As for the mineral staining, it's something that's commonly seen in maple and varies based on soil composition. I'm not too sure about the mechanism of the coloring, but I understand that it comes from minerals that are drawn up into the tree from the soil. 

There are a bunch of folks around here who are a heck of lot more educated about wood than I am, so I'm looking forward to seeing what others might say.


----------



## phinds (Aug 11, 2013)

I agree this doesn't look quite the same as ambrosia staining, and also I've never heard of ambrosia beetles in oak.

Just FYI, you said "*the* ambrosia beetle" and that is not really correct. "*An* ambrosia beetle" would be correct. "Ambrosia beetles" refers to a group of unrelated beetle species that all happen to have a symbiotic relationship with the ambrosia fungus and thus get lumped together by woodworkers, but it's wrong to think there is only one type of such beetles.


----------



## Treecycle Hardwoods (Aug 12, 2013)

phinds said:


> I agree this doesn't look quite the same as ambrosia staining, and also I've never heard of ambrosia beetles in oak.
> 
> Just FYI, you said "*the* ambrosia beetle" and that is not really correct. "*An* ambrosia beetle" would be correct. "Ambrosia beetles" refers to a group of unrelated beetle species that all happen to have a symbiotic relationship with the ambrosia fungus and thus get lumped together by woodworkers, but it's wrong to think there is only one type of such beetles.



school is fun!! I love learning!!


----------



## rob3232 (Aug 12, 2013)

phinds said:


> I agree this doesn't look quite the same as ambrosia staining, and also I've never heard of ambrosia beetles in oak.
> 
> Just FYI, you said "*the* ambrosia beetle" and that is not really correct. "*An* ambrosia beetle" would be correct. "Ambrosia beetles" refers to a group of unrelated beetle species that all happen to have a symbiotic relationship with the ambrosia fungus and thus get lumped together by woodworkers, but it's wrong to think there is only one type of such beetles.


Thanks Paul for the correction, I did not kwow there was more than one ambrosia beetle. That made me think of searching google for " ambrosia beetles in oak trees " and geuss what... Platypus quercivorus (murayama) aka Oak ambrosia beetle. Asian import considered invasive species. Also, found Oak splender beetle and many more while searching "oak ambrosia beetle in the USA". The last search I tried was "ambrosia beetles in walnut" and .....
Here are some picts. of a better piece from the same log. I still am not sure what bug caused it and probably will never know. As Greg said "school is fun" 

[attachment=29286]
[attachment=29287]
[attachment=29288]


I wish I had more time to research this!


----------



## phinds (Aug 12, 2013)

Interesting stuff. "Bug poop" as one of my correspondents always calls it, can do interesting things.

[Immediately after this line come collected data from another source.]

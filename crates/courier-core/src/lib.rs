//! Courier Core Library
//!
//! Peer-to-peer delivery of opaque ciphertexts between messenger identities,
//! using a DHT for discovery, signaling and offline storage.
//!
//! ## Overview
//!
//! A [`Transport`] tries three tiers for every message, stopping at the
//! first that works:
//!
//! - **Direct TCP** to the address in the peer's fresh presence record
//! - **ICE** (STUN, then TURN) negotiated entirely through DHT records
//! - **Spillway**, the sender-owned offline outbox the peer collects later
//!
//! Everything received, on any tier, reaches the application through one
//! [`MessageHandler`] called from a single dispatcher task.
//!
//! ## Quick Start
//!
//! ```ignore
//! use courier_core::{Transport, TransportConfig, TransportDeps, FnHandler};
//!
//! let transport = Transport::new(
//!     TransportConfig::default(),
//!     TransportDeps { dht, signer, verifier, storage, clock: system_clock() },
//!     Arc::new(FnHandler(|msg| println!("{} bytes via {:?}", msg.ciphertext.len(), msg.via))),
//! )?;
//! transport.start().await?;
//! transport.start_heartbeat(contacts);
//!
//! match transport.send(&peer, ciphertext).await? {
//!     DeliveryOutcome::Direct | DeliveryOutcome::NatTraversal => {}
//!     DeliveryOutcome::QueuedOffline { seq } => println!("queued as #{seq}"),
//! }
//! ```

pub mod clock;
pub mod config;
pub mod dht;
pub mod error;
pub mod ice;
pub mod identity;
pub mod outbox;
pub mod presence;
pub mod storage;
pub mod tasks;
pub mod tcp;
pub mod transport;

// Re-exports
pub use clock::{system_clock, Clock, ManualClock, SharedClock, SystemClock};
pub use config::TransportConfig;
pub use dht::{Dht, DhtKey, MemoryDht, RecordStore};
pub use error::{CourierError, CourierResult, ErrorKind};
pub use ice::{IceManager, IceRole, IceSession, IceState, TurnCredential, TurnIssuer};
pub use identity::{DilithiumIdentity, DilithiumVerifier, Fingerprint, Signer, Verifier};
pub use outbox::{OutboxMessage, Spillway, Watermark};
pub use presence::{PeerInfo, PresenceRecord, PresenceService};
pub use storage::Storage;
pub use tasks::BackgroundTasks;
pub use tcp::{Ack, TcpTransport};
pub use transport::{
    DeliveryOutcome, DeliveryPath, FnHandler, HeartbeatSummary, InboundMessage, MessageHandler,
    SignalingSummary, StatsSnapshot, Transport, TransportDeps,
};
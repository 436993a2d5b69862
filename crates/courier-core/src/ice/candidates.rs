//! Candidate exchange over the DHT
//!
//! The DHT is the signaling channel. Each identity publishes its candidate
//! sets under `H(fp + ":ice_candidates")`, one replaceable slot per target
//! peer, so an offer to Bob and an offer to Carol coexist.
//!
//! ```text
//! Alice (controlling)                        Bob (controlled)
//!   gather ──▶ put Offer{sid, target=Bob}
//!                                   poll ──▶ get Offer for me
//!                                   gather ──▶ put Answer{sid, target=Alice}
//!   poll ──▶ get Answer{sid}
//!   dial ◀════════ connectivity checks ════════▶ accept
//! ```

use std::time::Duration;

use serde::{Deserialize, Serialize};
use tracing::debug;

use crate::clock::SharedClock;
use crate::dht::{slot_for, DhtKey, RecordStore};
use crate::error::{CourierError, CourierResult};
use crate::identity::Fingerprint;

/// Maximum number of candidates in one set
pub const MAX_CANDIDATES: usize = 32;

/// Maximum length of one marshalled candidate
pub const MAX_CANDIDATE_LEN: usize = 512;

/// Maximum length of ICE credentials and session ids
const MAX_CREDENTIAL_LEN: usize = 256;

/// Which side of the handshake a set belongs to.
#[derive(Debug, Clone, Copy, PartialEq, Eq, Serialize, Deserialize)]
#[serde(rename_all = "lowercase")]
pub enum SetKind {
    /// Published by the controlling side
    Offer,
    /// Published by the controlled side, echoing the offer's session id
    Answer,
}

/// A published set of candidates plus the credentials that pair with them.
#[derive(Debug, Clone, PartialEq, Eq, Serialize, Deserialize)]
pub struct CandidateSet {
    /// Handshake identifier chosen by the offerer
    pub session_id: String,
    /// Offer or answer
    pub kind: SetKind,
    /// Publisher
    pub from: Fingerprint,
    /// Peer the set is meant for
    pub target: Fingerprint,
    /// ICE username fragment
    pub ufrag: String,
    /// ICE password
    pub pwd: String,
    /// Marshalled candidates
    pub candidates: Vec<String>,
    /// Unix seconds at publication
    pub created_at: u64,
}

impl CandidateSet {
    /// Check every length bound before the set is used.
    pub fn validate(&self) -> CourierResult<()> {
        if self.candidates.is_empty() {
            return Err(CourierError::Protocol("candidate set is empty".to_string()));
        }
        if self.candidates.len() > MAX_CANDIDATES {
            return Err(CourierError::Protocol(format!(
                "{} candidates exceeds limit of {}",
                self.candidates.len(),
                MAX_CANDIDATES
            )));
        }
        if let Some(c) = self.candidates.iter().find(|c| c.is_empty() || c.len() > MAX_CANDIDATE_LEN) {
            return Err(CourierError::Protocol(format!(
                "candidate of {} bytes outside bounds",
                c.len()
            )));
        }
        for (name, value) in [
            ("session_id", &self.session_id),
            ("ufrag", &self.ufrag),
            ("pwd", &self.pwd),
        ] {
            if value.is_empty() || value.len() > MAX_CREDENTIAL_LEN {
                return Err(CourierError::Protocol(format!("{} length out of bounds", name)));
            }
        }
        Ok(())
    }
}

/// Publishes and fetches candidate sets for the local identity.
#[derive(Clone)]
pub struct IceSignaling {
    records: RecordStore,
    clock: SharedClock,
    ttl: Duration,
}

impl IceSignaling {
    /// Create a signaling handle; sets older than `ttl` are never used.
    pub fn new(records: RecordStore, clock: SharedClock, ttl: Duration) -> Self {
        Self { records, clock, ttl }
    }

    /// The local identity's fingerprint
    pub fn local_fingerprint(&self) -> Fingerprint {
        self.records.local_fingerprint()
    }

    /// Current Unix time from the injected clock
    pub fn now_secs(&self) -> u64 {
        self.clock.now_secs()
    }

    /// Lifetime of published sets
    pub fn ttl(&self) -> Duration {
        self.ttl
    }

    /// The record store used for signaling
    pub fn records(&self) -> &RecordStore {
        &self.records
    }

    /// Publish `set` in the slot reserved for its target.
    pub async fn publish(&self, set: &CandidateSet) -> CourierResult<()> {
        set.validate()?;
        let me = self.records.local_fingerprint();
        if set.from != me {
            return Err(CourierError::Param(
                "candidate set must be published by its owner".to_string(),
            ));
        }
        let key = DhtKey::ice_candidates(&me);
        self.records
            .put_json(&key, set, self.ttl, slot_for(&set.target))
            .await?;
        debug!(
            target_fp = %set.target.short(),
            kind = ?set.kind,
            candidates = set.candidates.len(),
            "Published candidate set"
        );
        Ok(())
    }

    /// Newest live set of `kind` that `peer` published for us.
    ///
    /// With `session_id`, only a set for that handshake matches.
    pub async fn fetch(
        &self,
        peer: &Fingerprint,
        kind: SetKind,
        session_id: Option<&str>,
    ) -> CourierResult<CandidateSet> {
        let me = self.records.local_fingerprint();
        let now = self.clock.now_secs();
        let key = DhtKey::ice_candidates(peer);
        let sets: Vec<CandidateSet> = self.records.get_json(&key, peer).await?;

        sets.into_iter()
            .filter(|set| set.from == *peer && set.target == me && set.kind == kind)
            .filter(|set| session_id.map_or(true, |sid| set.session_id == sid))
            .filter(|set| now.saturating_sub(set.created_at) < self.ttl.as_secs())
            .filter(|set| match set.validate() {
                Ok(()) => true,
                Err(e) => {
                    debug!(peer = %peer.short(), error = %e, "Discarding malformed candidate set");
                    false
                }
            })
            .max_by_key(|set| set.created_at)
            .ok_or_else(|| {
                CourierError::NotFound(format!("no {:?} from {} for us", kind, peer.short()))
            })
    }
}
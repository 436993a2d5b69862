//! Identity fingerprints
//!
//! Format: 64 lowercase hex characters (BLAKE3 digest of the public key).
//!
//! The fingerprint is the public handle for an identity. Every DHT key this
//! crate touches is derived from one, so it must be stable, cheap to compare
//! and safe to embed in key derivation input.

use crate::error::CourierError;
use serde::{Deserialize, Serialize};
use std::fmt;
use std::str::FromStr;

/// Length of a fingerprint in bytes
pub const FINGERPRINT_LEN: usize = 32;

/// Hash-derived identifier of a public key.
#[derive(Clone, Copy, PartialEq, Eq, Hash, PartialOrd, Ord, Serialize, Deserialize)]
#[serde(try_from = "String", into = "String")]
pub struct Fingerprint([u8; FINGERPRINT_LEN]);

impl Fingerprint {
    /// Derive the fingerprint of a serialized public key.
    pub fn from_public_key(public_key: &[u8]) -> Self {
        Self(*blake3::hash(public_key).as_bytes())
    }

    /// Wrap raw digest bytes.
    pub fn from_bytes(bytes: [u8; FINGERPRINT_LEN]) -> Self {
        Self(bytes)
    }

    /// Raw digest bytes
    pub fn as_bytes(&self) -> &[u8; FINGERPRINT_LEN] {
        &self.0
    }

    /// Full hex rendering
    pub fn to_hex(&self) -> String {
        hex::encode(self.0)
    }

    /// First 8 hex chars, for logs
    pub fn short(&self) -> String {
        hex::encode(&self.0[..4])
    }

    /// Parse a fingerprint from its hex rendering.
    pub fn parse(s: &str) -> Result<Self, CourierError> {
        let s = s.trim();
        if s.len() != FINGERPRINT_LEN * 2 {
            return Err(CourierError::Param(format!(
                "fingerprint must be {} hex chars, got {}",
                FINGERPRINT_LEN * 2,
                s.len()
            )));
        }
        let bytes = hex::decode(s)
            .map_err(|e| CourierError::Param(format!("fingerprint is not hex: {}", e)))?;
        let mut out = [0u8; FINGERPRINT_LEN];
        out.copy_from_slice(&bytes);
        Ok(Self(out))
    }

    /// True if `public_key` hashes to this fingerprint.
    pub fn matches(&self, public_key: &[u8]) -> bool {
        Self::from_public_key(public_key) == *self
    }
}

impl fmt::Display for Fingerprint {
    fn fmt(&self, f: &mut fmt::Formatter<'_>) -> fmt::Result {
        write!(f, "{}", self.to_hex())
    }
}

impl fmt::Debug for Fingerprint {
    fn fmt(&self, f: &mut fmt::Formatter<'_>) -> fmt::Result {
        write!(f, "Fingerprint({})", self.short())
    }
}

impl FromStr for Fingerprint {
    type Err = CourierError;

    fn from_str(s: &str) -> Result<Self, Self::Err> {
        Self::parse(s)
    }
}

impl TryFrom<String> for Fingerprint {
    type Error = CourierError;

    fn try_from(s: String) -> Result<Self, Self::Error> {
        Self::parse(&s)
    }
}

impl From<Fingerprint> for String {
    fn from(fp: Fingerprint) -> Self {
        fp.to_hex()
    }
}

#[cfg(test)]
mod tests {
    use super::*;

    #[test]
    fn test_fingerprint_deterministic() {
        let a = Fingerprint::from_public_key(b"public key bytes");
        let b = Fingerprint::from_public_key(b"public key bytes");
        assert_eq!(a, b);
        assert_ne!(a, Fingerprint::from_public_key(b"other key"));
    }

    #[test]
    fn test_fingerprint_hex_parse() {
        let fp = Fingerprint::from_public_key(b"key");
        let hex = fp.to_hex();
        assert_eq!(hex.len(), 64);

        let parsed: Fingerprint = hex.parse().expect("should parse");
        assert_eq!(parsed, fp);
        assert!(fp.matches(b"key"));
    }

    #[test]
    fn test_fingerprint_rejects_bad_input() {
        assert!(Fingerprint::parse("abc").is_err());
        assert!(Fingerprint::parse(&"zz".repeat(32)).is_err());
        assert!(matches!(
            Fingerprint::parse(""),
            Err(CourierError::Param(_))
        ));
    }

    #[test]
    fn test_fingerprint_serde_as_string() {
        let fp = Fingerprint::from_public_key(b"serde");
        let json = serde_json::to_string(&fp).unwrap();
        assert_eq!(json, format!("\"{}\"", fp.to_hex()));

        let back: Fingerprint = serde_json::from_str(&json).unwrap();
        assert_eq!(back, fp);

        assert!(serde_json::from_str::<Fingerprint>("\"nothex\"").is_err());
    }
}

The ambrosia fungus is not the only game in town.


----------



## rob3232 (Aug 12, 2013)

phinds said:


> Interesting stuff. "Bug poop" as one of my correspondents always calls it, can do interesting things. The ambrosia fungus is not the only game in town.



AMBROSIA BEETLES 

Description
At least two species of ambrosia beetles attack black walnut trees but the most serious is Xylosandrus germanus (Blandf.). This beetle occurs throughout most of the northeastern and north-central walnut growing regions.

The adult female beetle is dark brown to black and about 1/8 inch long. The immature stages are rarely seen because they occur in tunnels made inside the wood by the adult female. External entrance holes to these tunnels are about 1/32 inch in diameter, and are sometimes referred to as pinholes.

Injury
Young walnut trees up to 8 years old are most often attacked.
I do not know how I did this :wacko1: But here you have some of the info I read today.:lolol::lolol:


----------